* **Goal of the exercise**: Gather each line of the entries below that includes "NodeKey".

* **Data to examine**:

//! Node implementation for the ingestion graph

use super::property::{PropertyMap, PropertyValue};
use super::types::{NodeId, NodeKey, NodeLabel};
use serde::{Deserialize, Serialize};

/// A node in the property graph
///
/// Nodes have:
/// - An arena ID assigned by the store
/// - A business key (the `id` of the source row), unique across the graph
/// - Exactly one label
/// - Properties (key-value pairs)
#[derive(Debug, Clone, Serialize, Deserialize)]
pub struct Node {
    /// Arena identifier
    pub id: NodeId,

    /// Business key, mirrored into the `id` property
    pub key: NodeKey,

    /// Label of this node
    pub label: NodeLabel,

    /// Properties associated with this node
    pub properties: PropertyMap,
}

impl Node {
    /// Create a new node with only its `id` property set
    pub fn new(id: NodeId, label: NodeLabel, key: NodeKey) -> Self {
        let mut properties = PropertyMap::new();
        properties.insert("id".to_string(), key_property(&key));

        Node {
            id,
            key,
            label,
            properties,
        }
    }

    /// Create a new node with properties
    pub fn new_with_properties(
        id: NodeId,
        label: NodeLabel,
        key: NodeKey,
        properties: PropertyMap,
    ) -> Self {
        let mut node = Node::new(id, label, key);
        node.merge_properties(properties);
        node
    }

    /// Set a property value
    pub fn set_property(&mut self, key: impl Into<String>, value: impl Into<PropertyValue>) -> Option<PropertyValue> {
        self.properties.insert(key.into(), value.into())
    }

    /// Overwrite every property named in `properties`, keeping the others.
    /// The `id` property always mirrors the node key.
    pub fn merge_properties(&mut self, properties: PropertyMap) {
        for (key, value) in properties {
            if key == "id" {
                continue;
            }
            self.properties.insert(key, value);
        }
    }

    /// Get a property value
    pub fn get_property(&self, key: &str) -> Option<&PropertyValue> {
        self.properties.get(key)
    }
}

pub(crate) fn key_property(key: &NodeKey) -> PropertyValue {
    match key {
        NodeKey::Int(i) => PropertyValue::Integer(*i),
        NodeKey::Text(s) => PropertyValue::String(s.clone()),
    }
}

impl PartialEq for Node {
    fn eq(&self, other: &Self) -> bool {
        self.id == other.id
    }
}

impl Eq for Node {}

impl std::hash::Hash for Node {
    fn hash<H: std::hash::Hasher>(&self, state: &mut H) {
        self.id.hash(state);
    }
}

* **Solution to the problem**:
use super::types::{NodeId, NodeKey, NodeLabel};
    pub key: NodeKey,
    pub fn new(id: NodeId, label: NodeLabel, key: NodeKey) -> Self {
        key: NodeKey,
pub(crate) fn key_property(key: &NodeKey) -> PropertyValue {
        NodeKey::Int(i) => PropertyValue::Integer(*i),
        NodeKey::Text(s) => PropertyValue::String(s.clone()),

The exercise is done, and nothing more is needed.